Start to finish, return the listing exactly as written.

--- --- ---

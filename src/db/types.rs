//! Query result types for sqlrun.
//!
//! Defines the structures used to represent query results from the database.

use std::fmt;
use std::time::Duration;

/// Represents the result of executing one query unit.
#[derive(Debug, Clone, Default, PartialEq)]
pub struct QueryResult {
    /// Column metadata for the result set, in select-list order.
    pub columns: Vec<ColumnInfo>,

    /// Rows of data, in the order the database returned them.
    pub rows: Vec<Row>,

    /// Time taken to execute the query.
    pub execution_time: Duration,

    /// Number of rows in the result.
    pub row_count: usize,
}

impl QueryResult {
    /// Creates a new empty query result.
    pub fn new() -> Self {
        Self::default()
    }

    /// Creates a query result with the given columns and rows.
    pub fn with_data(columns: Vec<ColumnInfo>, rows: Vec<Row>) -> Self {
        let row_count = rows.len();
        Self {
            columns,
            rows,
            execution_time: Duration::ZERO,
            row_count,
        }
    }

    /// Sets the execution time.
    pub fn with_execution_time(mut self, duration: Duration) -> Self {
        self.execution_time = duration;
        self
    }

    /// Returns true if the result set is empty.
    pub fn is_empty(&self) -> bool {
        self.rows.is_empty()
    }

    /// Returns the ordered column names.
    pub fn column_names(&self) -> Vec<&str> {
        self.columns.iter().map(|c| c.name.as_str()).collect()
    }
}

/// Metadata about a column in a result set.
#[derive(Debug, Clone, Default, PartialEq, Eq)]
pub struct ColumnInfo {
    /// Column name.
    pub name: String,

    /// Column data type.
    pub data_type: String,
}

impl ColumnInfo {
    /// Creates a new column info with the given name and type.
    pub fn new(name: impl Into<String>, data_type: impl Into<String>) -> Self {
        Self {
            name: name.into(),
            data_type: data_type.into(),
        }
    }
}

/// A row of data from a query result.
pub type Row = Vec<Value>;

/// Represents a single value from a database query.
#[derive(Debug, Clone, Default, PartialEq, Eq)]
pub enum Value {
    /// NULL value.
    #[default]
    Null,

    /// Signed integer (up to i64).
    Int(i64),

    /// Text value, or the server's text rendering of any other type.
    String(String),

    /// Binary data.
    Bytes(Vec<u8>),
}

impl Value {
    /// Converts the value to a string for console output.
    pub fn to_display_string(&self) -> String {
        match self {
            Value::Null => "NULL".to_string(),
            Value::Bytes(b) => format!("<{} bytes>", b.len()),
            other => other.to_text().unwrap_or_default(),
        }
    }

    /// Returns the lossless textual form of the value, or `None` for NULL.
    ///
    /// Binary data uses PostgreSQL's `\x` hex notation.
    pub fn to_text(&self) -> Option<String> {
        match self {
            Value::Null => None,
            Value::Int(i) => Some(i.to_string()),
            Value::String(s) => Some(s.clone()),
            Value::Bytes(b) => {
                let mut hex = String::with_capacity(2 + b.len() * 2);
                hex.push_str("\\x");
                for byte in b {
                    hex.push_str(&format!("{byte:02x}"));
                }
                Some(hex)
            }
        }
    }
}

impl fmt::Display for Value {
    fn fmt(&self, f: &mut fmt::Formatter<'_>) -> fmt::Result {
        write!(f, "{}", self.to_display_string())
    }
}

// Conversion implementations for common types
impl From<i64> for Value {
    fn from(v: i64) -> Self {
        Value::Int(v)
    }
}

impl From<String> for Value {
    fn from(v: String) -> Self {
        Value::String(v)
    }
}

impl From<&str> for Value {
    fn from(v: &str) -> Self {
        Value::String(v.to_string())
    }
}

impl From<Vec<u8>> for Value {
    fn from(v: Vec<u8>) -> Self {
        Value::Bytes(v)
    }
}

--- --- ---

* _RESPONSE BELOW_
filename src/db/types.rs
//! Query result types for sqlrun.
//!
//! Defines the structures used to represent query results from the database.

use std::fmt;
use std::time::Duration;

/// Represents the result of executing one query unit.
#[derive(Debug, Clone, Default, PartialEq)]
pub struct QueryResult {
    /// Column metadata for the result set, in select-list order.
    pub columns: Vec<ColumnInfo>,

    /// Rows of data, in the order the database returned them.
    pub rows: Vec<Row>,

    /// Time taken to execute the query.
    pub execution_time: Duration,

    /// Number of rows in the result.
    pub row_count: usize,
}

impl QueryResult {
    /// Creates a new empty query result.
    pub fn new() -> Self {
        Self::default()
    }

    /// Creates a query result with the given columns and rows.
    pub fn with_data(columns: Vec<ColumnInfo>, rows: Vec<Row>) -> Self {
        let row_count = rows.len();
        Self {
            columns,
            rows,
            execution_time: Duration::ZERO,
            row_count,
        }
    }

    /// Sets the execution time.
    pub fn with_execution_time(mut self, duration: Duration) -> Self {
        self.execution_time = duration;
        self
    }

    /// Returns true if the result set is empty.
    pub fn is_empty(&self) -> bool {
        self.rows.is_empty()
    }

    /// Returns the ordered column names.
    pub fn column_names(&self) -> Vec<&str> {
        self.columns.iter().map(|c| c.name.as_str()).collect()
    }
}

/// Metadata about a column in a result set.
#[derive(Debug, Clone, Default, PartialEq, Eq)]
pub struct ColumnInfo {
    /// Column name.
    pub name: String,

    /// Column data type.
    pub data_type: String,
}

impl ColumnInfo {
    /// Creates a new column info with the given name and type.
    pub fn new(name: impl Into<String>, data_type: impl Into<String>) -> Self {
        Self {
            name: name.into(),
            data_type: data_type.into(),
        }
    }
}

/// A row of data from a query result.
pub type Row = Vec<Value>;

/// Represents a single value from a database query.
#[derive(Debug, Clone, Default, PartialEq, Eq)]
pub enum Value {
    /// NULL value.
    #[default]
    Null,

    /// Signed integer (up to i64).
    Int(i64),

    /// Text value, or the server's text rendering of any other type.
    String(String),

    /// Binary data.
    Bytes(Vec<u8>),
}

impl Value {
    /// Converts the value to a string for console output.
    pub fn to_display_string(&self) -> String {
        match self {
            Value::Null => "NULL".to_string(),
            Value::Bytes(b) => format!("<{} bytes>", b.len()),
            other => other.to_text().unwrap_or_default(),
        }
    }

    /// Returns the lossless textual form of the value, or `None` for NULL.
    ///
    /// Binary data uses PostgreSQL's `\x` hex notation.
    pub fn to_text(&self) -> Option<String> {
        match self {
            Value::Null => None,
            Value::Int(i) => Some(i.to_string()),
            Value::String(s) => Some(s.clone()),
            Value::Bytes(b) => {
                let mut hex = String::with_capacity(2 + b.len() * 2);
                hex.push_str("\\x");
                for byte in b {
                    hex.push_str(&format!("{byte:02x}"));
                }
                Some(hex)
            }
        }
    }
}

impl fmt::Display for Value {
    fn fmt(&self, f: &mut fmt::Formatter<'_>) -> fmt::Result {
        write!(f, "{}", self.to_display_string())
    }
}

// Conversion implementations for common types
impl From<i64> for Value {
    fn from(v: i64) -> Self {
        Value::Int(v)
    }
}

impl From<String> for Value {
    fn from(v: String) -> Self {
        Value::String(v)
    }
}

impl From<&str> for Value {
    fn from(v: &str) -> Self {
        Value::String(v.to_string())
    }
}

impl From<Vec<u8>> for Value {
    fn from(v: Vec<u8>) -> Self {
        Value::Bytes(v)
    }
}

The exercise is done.